Altri, vedono in Turing, tipico esemplare di scienziato inglese atipico, il precursore di tutta l’informatica di oggi – la famosa “macchina di Turing”, modello matematico capace di formalizzare il comportamento di un elaboratore elettronico l’ha inventata lui, e tutti gli studi sull’intelligenza artificiale fanno riferimento ad un suo articolo scritto nel 1950.
E’ indiscutibile che egli abbia posseduto una delle menti più brillanti di tutti i tempi: basta andare su Wikipedia per capire su quali basi si possa arrivare a queste conclusioni.

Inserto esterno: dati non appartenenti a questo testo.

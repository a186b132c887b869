use serde::de::DeserializeOwned;
use serde::Serialize;
use std::path::Path;

/// Loads a TOML configuration file into `T`, panicking with a descriptive
/// message on failure — the same fail-fast posture the corpus's
/// `GameConfig::load` uses for the top-level process configuration (as
/// opposed to the per-arena `Config` handle hierarchy, which must degrade
/// gracefully and is specified separately in `zone_core::config`).
pub fn load_toml<T: DeserializeOwned, P: AsRef<Path>>(path: P) -> T {
    serdeconv::from_toml_file(path.as_ref())
        .unwrap_or_else(|err| panic!("error loading configuration file {:?}: {}", path.as_ref(), err))
}

/// Writes `value` out as a TOML configuration file.
pub fn save_toml<T: Serialize, P: AsRef<Path>>(value: &T, path: P) -> std::io::Result<()> {
    serdeconv::to_toml_file(value, path.as_ref())
        .map_err(|err| std::io::Error::new(std::io::ErrorKind::Other, err.to_string()))
}
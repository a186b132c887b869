use crate::error::UnregisterError;
use std::any::Any;
use std::sync::atomic::{AtomicIsize, Ordering};
use std::sync::Arc;

/// Monotonically increasing registration id, unique within one kind's stack
/// in one scope. Used to confirm a token still names the top entry.
pub type RegistrationId = u64;

/// Presented back to the broker to unregister a previously registered
/// interface. Consumed (by value) on unregister so it cannot be reused.
pub struct InterfaceToken<K> {
    pub(crate) kind: K,
    pub(crate) id: RegistrationId,
}

/// Sized wrapper around a (possibly unsized) `Arc<T>` purely so it can be
/// type-erased into `Arc<dyn Any + Send + Sync>` and downcast back; `Arc<T>`
/// itself is always a sized smart pointer, so `Boxed<T>` is sized even when
/// `T` is a trait object.
struct Boxed<T: ?Sized>(Arc<T>);

struct Entry {
    id: RegistrationId,
    value: Arc<dyn Any + Send + Sync>,
    refcount: Arc<AtomicIsize>,
}

/// Ordered stack of implementations registered under interface kinds of
/// type `K`. One instance lives in every broker scope (spec.md §4.1).
pub struct InterfaceTable<K: Eq + std::hash::Hash + Clone> {
    stacks: std::collections::HashMap<K, Vec<Entry>>,
    next_id: RegistrationId,
}

impl<K: Eq + std::hash::Hash + Clone> Default for InterfaceTable<K> {
    fn default() -> Self {
        InterfaceTable {
            stacks: std::collections::HashMap::new(),
            next_id: 0,
        }
    }
}

impl<K: Eq + std::hash::Hash + Clone> InterfaceTable<K> {
    pub fn new() -> Self {
        Self::default()
    }

    /// Pushes a new implementation onto `kind`'s stack, returning the token
    /// needed to unregister it later.
    pub fn register<T>(&mut self, kind: K, implementation: Arc<T>) -> InterfaceToken<K>
    where
        T: ?Sized + Send + Sync + 'static,
    {
        let id = self.next_id;
        self.next_id += 1;

        self.stacks.entry(kind.clone()).or_default().push(Entry {
            id,
            value: Arc::new(Boxed(implementation)),
            refcount: Arc::new(AtomicIsize::new(0)),
        });

        InterfaceToken { kind, id }
    }

    /// Returns the top-of-stack implementation for `kind` in this scope
    /// only (no parent fallback — that is the broker's job), incrementing
    /// its refcount.
    pub fn top<T>(&self, kind: &K) -> Option<InterfaceHandle<T>>
    where
        T: ?Sized + Send + Sync + 'static,
    {
        let entry = self.stacks.get(kind)?.last()?;
        let boxed = entry.value.clone().downcast::<Boxed<T>>().ok()?;
        entry.refcount.fetch_add(1, Ordering::AcqRel);
        Some(InterfaceHandle {
            value: Some(boxed),
            refcount: entry.refcount.clone(),
        })
    }

    pub fn has(&self, kind: &K) -> bool {
        self.stacks.get(kind).map_or(false, |s| !s.is_empty())
    }

    pub(crate) fn has_any(&self) -> bool {
        self.stacks.values().any(|s| !s.is_empty())
    }

    /// Unregisters the implementation named by `token`. Fails if the token
    /// is not the current top of its stack, or if references are still
    /// outstanding.
    pub fn unregister(&mut self, token: InterfaceToken<K>) -> Result<(), UnregisterError> {
        let stack = self.stacks.get_mut(&token.kind).ok_or(UnregisterError::NotTop)?;

        match stack.last() {
            Some(top) if top.id == token.id => {
                let refs = stack.last().unwrap().refcount.load(Ordering::Acquire);
                if refs != 0 {
                    return Err(UnregisterError::RefsOutstanding(refs.max(0) as usize));
                }
                stack.pop();
                Ok(())
            }
            _ => Err(UnregisterError::NotTop),
        }
    }
}

/// A refcounted handle to an interface implementation returned by
/// `get_interface`. Dropping it (or calling `release`) decrements the
/// refcount; after `release` the handle is left empty.
pub struct InterfaceHandle<T: ?Sized> {
    value: Option<Arc<Boxed<T>>>,
    refcount: Arc<AtomicIsize>,
}

impl<T: ?Sized> InterfaceHandle<T> {
    /// Explicitly releases the handle. Equivalent to dropping it, except it
    /// leaves the (now empty) handle behind for callers that want to keep
    /// holding the slot without a live reference.
    pub fn release(&mut self) {
        if self.value.take().is_some() {
            self.refcount.fetch_sub(1, Ordering::AcqRel);
        }
    }

    pub fn is_released(&self) -> bool {
        self.value.is_none()
    }
}

impl<T: ?Sized> std::ops::Deref for InterfaceHandle<T> {
    type Target = T;

    fn deref(&self) -> &T {
        &self.value.as_deref().expect("interface handle used after release").0
    }
}

impl<T: ?Sized> Drop for InterfaceHandle<T> {
    fn drop(&mut self) {
        self.release();
    }
}
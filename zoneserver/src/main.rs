//! The assembled zone-server binary (spec.md §1-§5, `game/runner`
//! equivalent): parses its CLI arguments, loads `zone.toml`, builds the
//! broker and module manager, registers the built-in modules, and drives
//! the mainloop. Networking itself is a `Transport` the binary never
//! implements (spec.md §1's explicit non-goal).

mod arenasm;
mod config;
mod modules;
mod playersm;
mod transport;

use authfile::{AuthFileSettings, FileAuth, PasswdFile};
use broker::Broker;
use clap::{App, Arg};
use config::ZoneServerConfig;
use flaggame::FlagSettings;
use flux::logging;
use modules::{AuthModule, FlagGameModule, InterfaceKind, RadialPlacement};
use std::collections::{HashMap, HashSet};
use std::path::PathBuf;
use std::sync::{Arc, Mutex, RwLock};
use std::time::Duration;
use transport::{NullTransport, Transport};
use zone_core::arena::{self, ArenaId, ArenaTable, PopulationCache};
use zone_core::capability::{CapabilityManager, GroupCapabilityManager};
use zone_core::config::ConfigStore;
use zone_core::mainloop::MainLoop;
use zone_core::module::ModuleManager;
use zone_core::player::PlayerTable;
use zone_core::player_sm::TICK_INTERVAL as PLAYER_SM_TICK;

/// 5 s carry-flag game step (spec.md §4.8).
const FLAG_GAME_TICK: Duration = Duration::from_secs(5);

/// Arena state-machine tick cadence; no dedicated constant exists in
/// `zone_core::arena` (only `REAP_INTERVAL` for the reap scan), so this
/// binary drives it at the same cadence as the player state machine.
const ARENA_SM_TICK: Duration = PLAYER_SM_TICK;

fn main() {
    let matches = App::new("zoneserver")
        .version("0.1.0")
        .about("Zone server core: broker, module manager, mainloop, player/arena registries")
        .arg(Arg::with_name("CONFIG_FILE").help("Path to zone.toml").required(true))
        .arg(Arg::with_name("PASSWD_FILE").help("Path to passwd.conf").required(true))
        .get_matches();

    let config_path = PathBuf::from(matches.value_of("CONFIG_FILE").unwrap());
    let passwd_path = PathBuf::from(matches.value_of("PASSWD_FILE").unwrap());

    let server_config: ZoneServerConfig = flux::config::load_toml(&config_path);
    let log = logging::init(&server_config.log);

    logging::info!(log, "starting zone server"; "context" => "main", "config" => config_path.display().to_string());

    let mut broker: Broker<InterfaceKind, ArenaId> = Broker::new(&log);
    let mut modules: ModuleManager<InterfaceKind, ArenaId> = ModuleManager::new(&log);
    let player_table = Arc::new(PlayerTable::new());
    let arena_table = Arc::new(ArenaTable::new(&log));
    let config_store = Arc::new(ConfigStore::new(&log));
    config_store.load_global(&config_path);

    arena_table.sync_permanent_arenas(&server_config.arenas.permanent_arenas);

    // `NullAuth` always loads first so the interface stack never goes
    // empty (spec.md §4.9/§9); a configured `FileAuth` loads after it and
    // shadows it via the broker's single-slot-per-kind stack.
    let null_auth = AuthModule::new("null_auth", Arc::new(authfile::NullAuth));
    modules.load_module(Arc::new(null_auth), &mut broker);

    let passwd_settings: AuthFileSettings = server_config.auth.clone();
    let passwd_file = Arc::new(PasswdFile::load(&passwd_path, passwd_settings, &log));
    let file_auth = AuthModule::new("file_auth", Arc::new(FileAuth::new(passwd_file)));
    modules.load_module(Arc::new(file_auth), &mut broker);

    let flag_game = Arc::new(FlagGameModule::new(Arc::new(RadialPlacement::new(lcg_sampler())), |_arena: ArenaId| {
        FlagSettings::default()
    }));
    modules.load_module(flag_game.clone(), &mut broker);

    modules.post_load_all(&mut broker);

    // Past this point every arena (pre-existing permanent ones included,
    // since `Arena::new` always starts in `DoInit0`) attaches its modules
    // through the arena state machine's `DoInit1` handler, not here.
    let broker = Arc::new(RwLock::new(broker));
    let modules = Arc::new(Mutex::new(modules));

    // Networking itself stays a thin trait boundary (spec.md §1); a real
    // deployment substitutes its own `Transport` here.
    let transport: Arc<dyn Transport> = Arc::new(NullTransport);
    let capabilities: Arc<dyn CapabilityManager> = Arc::new(GroupCapabilityManager::new(HashMap::new(), "default"));
    let checksums = Arc::new(server_config.clone());

    let mut mainloop = MainLoop::new(Duration::from_millis(server_config.general.tick_interval_ms), &log);

    {
        let flag_game = flag_game.clone();
        mainloop.set_timer(FLAG_GAME_TICK.as_millis() as u64, FLAG_GAME_TICK.as_millis() as u64, move || {
            flag_game.step_all(FLAG_GAME_TICK);
        });
    }

    {
        let arena_table = arena_table.clone();
        let player_table = player_table.clone();
        let population_cache = PopulationCache::default();
        let interval = arena::REAP_INTERVAL.as_millis() as u64;
        let log_for_reap = log.clone();
        mainloop.set_timer(interval, interval, move || {
            let candidates = arena::mark_reap_candidates(&arena_table);
            if !candidates.is_empty() {
                // An arena is kept alive by a player sitting in it or
                // mid-transition into it, or by being a keep-alive
                // (permanent) arena that isn't already pending recycle;
                // everything else reaped is pushed into DoWriteData to
                // start its teardown.
                let occupied: HashSet<ArenaId> =
                    player_table.read().values().flat_map(|p| [p.arena, p.new_arena]).flatten().collect();
                let to_destroy: Vec<ArenaId> = candidates
                    .into_iter()
                    .filter(|id| !occupied.contains(id))
                    .filter(|id| {
                        let arenas = arena_table.read();
                        match arenas.get(id) {
                            Some(a) => !a.keep_alive || a.status == arena::ArenaStatus::Closing,
                            None => false,
                        }
                    })
                    .collect();
                if !to_destroy.is_empty() {
                    logging::debug!(log_for_reap, "reaping empty arenas"; "context" => "reap_tick", "count" => to_destroy.len());
                    arena::begin_destroy(&arena_table, &to_destroy);
                }
            }
            let _ = &population_cache;
        });
    }

    {
        let arena_collab = Arc::new(arenasm::LiveArenaCollaborators::new(
            broker.clone(),
            modules.clone(),
            config_store.clone(),
            arena_table.clone(),
            player_table.clone(),
            server_config.attach_modules(),
        ));
        let arena_table = arena_table.clone();
        let log_for_arena_tick = log.clone();
        let interval = ARENA_SM_TICK.as_millis() as u64;
        mainloop.set_timer(interval, interval, move || {
            arena::run_arena_tick(arena_collab.as_ref(), &arena_table, &log_for_arena_tick);
        });
    }

    {
        let player_table = player_table.clone();
        let arena_table = arena_table.clone();
        let broker = broker.clone();
        let transport = transport.clone();
        let capabilities = capabilities.clone();
        let checksums = checksums.clone();
        let log_for_tick = log.clone();
        let interval = PLAYER_SM_TICK.as_millis() as u64;
        mainloop.set_timer(interval, interval, move || {
            playersm::tick(&player_table, &arena_table, &broker, &transport, &capabilities, &checksums, &log_for_tick);
        });
    }

    logging::info!(log, "entering mainloop"; "context" => "main", "tick_ms" => server_config.general.tick_interval_ms);
    mainloop.run();
}

/// A small deterministic linear-congruential sampler standing in for the
/// caller-supplied `[0,1)` randomness `RadialPlacement`/`zone_core::fanout`
/// expect (PRNG is an explicit non-goal of spec.md §1; a deployment wires
/// in whatever generator it already uses elsewhere).
fn lcg_sampler() -> impl Fn() -> f64 + Send + Sync {
    let state = std::sync::atomic::AtomicU64::new(0x2545F4914F6CDD1D);
    move || {
        let prev = state.load(std::sync::atomic::Ordering::Relaxed);
        let next = prev.wrapping_mul(6364136223846793005).wrapping_add(1442695040888963407);
        state.store(next, std::sync::atomic::Ordering::Relaxed);
        ((next >> 11) as f64) / ((1u64 << 53) as f64)
    }
}
/// Ternary-style helper retained from the corpus: `choose!(cond => a, b)`.
#[macro_export]
macro_rules! choose {
    ($cond: expr => $true_val: expr, $false_val: expr) => {{
        if $cond {
            $true_val
        } else {
            $false_val
        }
    }};
}
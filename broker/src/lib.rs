//! Component broker (spec.md §4.1, C1): a hierarchical interface,
//! callback and advisor registry shared by every other module in the
//! zone server. One process-global scope always exists; arena scopes are
//! created and destroyed by the arena manager as arenas come and go.
//!
//! Interfaces are single-slot-per-kind, refcounted, and resolved with
//! parent fallback: a lookup in an arena scope that finds nothing falls
//! through to the process scope. Callbacks and advisors are
//! multi-subscriber and are *not* shadowed by scope: firing always visits
//! the arena scope's subscribers first, then the process scope's.

mod advisor;
mod callback;
pub mod error;
mod interface;
mod scope;

pub use advisor::{AdvisorId, AdvisorToken};
pub use callback::{CallbackId, CallbackToken};
pub use error::{DestroyScopeError, UnregisterError};
pub use interface::{InterfaceHandle, InterfaceToken, RegistrationId};

use flux::logging;
use scope::Scope;
use std::hash::Hash;
use std::sync::Arc;

/// A registration made in a particular scope. Holds enough to route
/// `unregister_interface` back to the scope it came from.
pub struct InterfaceRegistration<K, A> {
    arena: Option<A>,
    token: InterfaceToken<K>,
}

pub struct CallbackRegistration<K, A> {
    arena: Option<A>,
    token: CallbackToken<K>,
}

pub struct AdvisorRegistration<K, A> {
    arena: Option<A>,
    token: AdvisorToken<K>,
}

/// The broker itself: one process-global scope plus a table of
/// arena-keyed scopes. `K` is the closed enum of interface/callback/
/// advisor kinds a deployment defines; `A` is the arena identifier type.
pub struct Broker<K: Eq + Hash + Clone, A: Eq + Hash + Clone> {
    root: Scope<K>,
    arenas: std::collections::HashMap<A, Scope<K>>,
    log: logging::Logger,
}

impl<K: Eq + Hash + Clone, A: Eq + Hash + Clone> Default for Broker<K, A> {
    fn default() -> Self {
        Broker::new(&logging::Logger::root(slog::Discard, logging::o!()))
    }
}

impl<K: Eq + Hash + Clone, A: Eq + Hash + Clone> Broker<K, A> {
    pub fn new(log: &logging::Logger) -> Self {
        Broker {
            root: Scope::new(),
            arenas: std::collections::HashMap::new(),
            log: log.new(logging::o!("component" => "broker")),
        }
    }

    /// Creates an empty scope for `arena`. Returns `false` if one already
    /// exists (the arena manager should treat this as a programming
    /// error — arena ids are not reused while a scope is live).
    pub fn create_scope(&mut self, arena: A) -> bool {
        if self.arenas.contains_key(&arena) {
            return false;
        }
        self.arenas.insert(arena, Scope::new());
        logging::debug!(self.log, "scope created"; "context" => "create_scope");
        true
    }

    /// Tears down the scope for `arena`, failing if it still holds live
    /// registrations — the arena manager must drive every module's
    /// `detach` to completion first (spec.md §4.4's `DoDestroy2`).
    pub fn destroy_scope(&mut self, arena: &A) -> Result<(), DestroyScopeError> {
        match self.arenas.get(arena) {
            None => Err(DestroyScopeError::NoSuchScope),
            Some(scope) if !scope.is_empty() => Err(DestroyScopeError::NotEmpty),
            Some(_) => {
                self.arenas.remove(arena);
                logging::debug!(self.log, "scope destroyed"; "context" => "destroy_scope");
                Ok(())
            }
        }
    }

    fn scope_mut(&mut self, arena: Option<&A>) -> Option<&mut Scope<K>> {
        match arena {
            Some(a) => self.arenas.get_mut(a),
            None => Some(&mut self.root),
        }
    }

    // -- interfaces ---------------------------------------------------

    pub fn register_interface<T>(
        &mut self,
        arena: Option<A>,
        kind: K,
        implementation: Arc<T>,
    ) -> InterfaceRegistration<K, A>
    where
        T: ?Sized + Send + Sync + 'static,
    {
        let scope = match &arena {
            Some(a) => self.arenas.entry(a.clone()).or_insert_with(Scope::new),
            None => &mut self.root,
        };
        let token = scope.interfaces.register(kind, implementation);
        InterfaceRegistration { arena, token }
    }

    /// Looks up `kind` in `arena`'s scope; if nothing is registered there
    /// (or no arena is given), falls back to the process scope.
    pub fn get_interface<T>(&self, arena: Option<&A>, kind: &K) -> Option<InterfaceHandle<T>>
    where
        T: ?Sized + Send + Sync + 'static,
    {
        if let Some(a) = arena {
            if let Some(scope) = self.arenas.get(a) {
                if let Some(handle) = scope.interfaces.top::<T>(kind) {
                    return Some(handle);
                }
            }
        }
        self.root.interfaces.top::<T>(kind)
    }

    pub fn unregister_interface(&mut self, reg: InterfaceRegistration<K, A>) -> Result<(), UnregisterError> {
        let scope = self
            .scope_mut(reg.arena.as_ref())
            .expect("scope for a live registration must still exist");
        scope.interfaces.unregister(reg.token)
    }

    // -- callbacks ------------------------------------------------------

    pub fn register_callback<H>(&mut self, arena: Option<A>, kind: K, handler: Arc<H>) -> CallbackRegistration<K, A>
    where
        H: ?Sized + Send + Sync + 'static,
    {
        let scope = match &arena {
            Some(a) => self.arenas.entry(a.clone()).or_insert_with(Scope::new),
            None => &mut self.root,
        };
        let token = scope.callbacks.register(kind, handler);
        CallbackRegistration { arena, token }
    }

    pub fn unregister_callback(&mut self, reg: CallbackRegistration<K, A>) {
        if let Some(scope) = self.scope_mut(reg.arena.as_ref()) {
            scope.callbacks.unregister(reg.token);
        }
    }

    /// Fires `kind`, visiting the arena scope's subscribers (if an arena
    /// is given) before the process scope's, per spec.md §4.1.
    pub fn fire<H>(&self, arena: Option<&A>, kind: &K, mut visit: impl FnMut(&H))
    where
        H: ?Sized + Send + Sync + 'static,
    {
        if let Some(a) = arena {
            if let Some(scope) = self.arenas.get(a) {
                scope.callbacks.for_each::<H>(kind, &mut visit);
            }
        }
        self.root.callbacks.for_each::<H>(kind, &mut visit);
    }

    // -- advisors ------------------------------------------------------

    pub fn register_advisor<T>(&mut self, arena: Option<A>, kind: K, advisor: Arc<T>) -> AdvisorRegistration<K, A>
    where
        T: ?Sized + Send + Sync + 'static,
    {
        let scope = match &arena {
            Some(a) => self.arenas.entry(a.clone()).or_insert_with(Scope::new),
            None => &mut self.root,
        };
        let token = scope.advisors.register(kind, advisor);
        AdvisorRegistration { arena, token }
    }

    pub fn unregister_advisor(&mut self, reg: AdvisorRegistration<K, A>) {
        if let Some(scope) = self.scope_mut(reg.arena.as_ref()) {
            scope.advisors.unregister(reg.token);
        }
    }

    /// Visits `kind`'s advisors, arena scope first then process scope;
    /// iteration order within each scope is registration order. The
    /// caller combines the individual contributions per its own
    /// semantics (boolean AND/OR, min/max, etc).
    pub fn for_each_advisor<T>(&self, arena: Option<&A>, kind: &K, mut visit: impl FnMut(&T))
    where
        T: ?Sized + Send + Sync + 'static,
    {
        if let Some(a) = arena {
            if let Some(scope) = self.arenas.get(a) {
                scope.advisors.for_each::<T>(kind, &mut visit);
            }
        }
        self.root.advisors.for_each::<T>(kind, &mut visit);
    }
}

#[cfg(test)]
mod tests {
    use super::*;

    #[derive(Clone, Copy, Eq, PartialEq, Hash, Debug)]
    enum Kind {
        Greeting,
    }

    #[derive(Clone, Copy, Eq, PartialEq, Hash, Debug)]
    struct ArenaId(u32);

    trait Greeter: Send + Sync {
        fn greet(&self) -> &str;
    }

    struct Global;
    impl Greeter for Global {
        fn greet(&self) -> &str {
            "global"
        }
    }

    struct Local;
    impl Greeter for Local {
        fn greet(&self) -> &str {
            "local"
        }
    }

    #[test]
    fn interface_falls_back_to_root_when_arena_scope_empty() {
        let mut broker: Broker<Kind, ArenaId> = Broker::default();
        broker.register_interface(None, Kind::Greeting, Arc::new(Global) as Arc<dyn Greeter>);
        broker.create_scope(ArenaId(1));

        let handle = broker.get_interface::<dyn Greeter>(Some(&ArenaId(1)), &Kind::Greeting).unwrap();
        assert_eq!(handle.greet(), "global");
    }

    #[test]
    fn interface_prefers_arena_scope_over_root() {
        let mut broker: Broker<Kind, ArenaId> = Broker::default();
        broker.register_interface(None, Kind::Greeting, Arc::new(Global) as Arc<dyn Greeter>);
        broker.register_interface(Some(ArenaId(1)), Kind::Greeting, Arc::new(Local) as Arc<dyn Greeter>);

        let handle = broker.get_interface::<dyn Greeter>(Some(&ArenaId(1)), &Kind::Greeting).unwrap();
        assert_eq!(handle.greet(), "local");
    }

    #[test]
    fn callback_fires_arena_then_root() {
        let mut broker: Broker<Kind, ArenaId> = Broker::default();
        let order = Arc::new(std::sync::Mutex::new(Vec::new()));

        type Handler = dyn Fn() + Send + Sync;
        let root_order = order.clone();
        broker.register_callback(None, Kind::Greeting, Arc::new(move || root_order.lock().unwrap().push("root")) as Arc<Handler>);
        let arena_order = order.clone();
        broker.register_callback(
            Some(ArenaId(1)),
            Kind::Greeting,
            Arc::new(move || arena_order.lock().unwrap().push("arena")) as Arc<Handler>,
        );

        broker.fire::<Handler>(Some(&ArenaId(1)), &Kind::Greeting, |h| h());

        assert_eq!(*order.lock().unwrap(), vec!["arena", "root"]);
    }

    #[test]
    fn destroy_scope_rejects_nonempty_scope() {
        let mut broker: Broker<Kind, ArenaId> = Broker::default();
        broker.register_interface(Some(ArenaId(1)), Kind::Greeting, Arc::new(Local) as Arc<dyn Greeter>);

        assert_eq!(broker.destroy_scope(&ArenaId(1)), Err(DestroyScopeError::NotEmpty));
    }

    #[test]
    fn destroy_scope_succeeds_once_empty() {
        let mut broker: Broker<Kind, ArenaId> = Broker::default();
        let reg = broker.register_interface(Some(ArenaId(1)), Kind::Greeting, Arc::new(Local) as Arc<dyn Greeter>);
        broker.unregister_interface(reg).unwrap();

        assert!(broker.destroy_scope(&ArenaId(1)).is_ok());
    }
}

La giornata di oggi – la sveglia che scuote da un sonno profondo alle sette e cinquantadue in punto, il caffè amarognolo più yogurt e mela (come prescrive la dieta), una doccia calda e veloce, l’occhiata furtiva alla casella di posta (e la pulizia dallo spam), i due nanetti che zampettano per casa grattandosi le punture delle zanzare sulle gambe, le chiavi della macchina prese al volo dal tavolino in entrata (sul quale erano state appoggiate con una fretta disordinata la sera prima), il PC nella borsa, un salto da un cliente (con lo stupore di sorprendere il nocciolo più interno dell’anima nell’atto di pregare una qualche divinità: fa che l’ascensore si blocchi – preferendo un pomeriggio chiuso dentro a quella specie di bara di cristallo, piuttosto che uno trascorso a risolvere i problemi che un PC porge agli essere umani), la serata che sarà uguale a molte altre, tranquillissime serate – ecco, quale senso può avere raccontare, e quindi leggere, una storia simile?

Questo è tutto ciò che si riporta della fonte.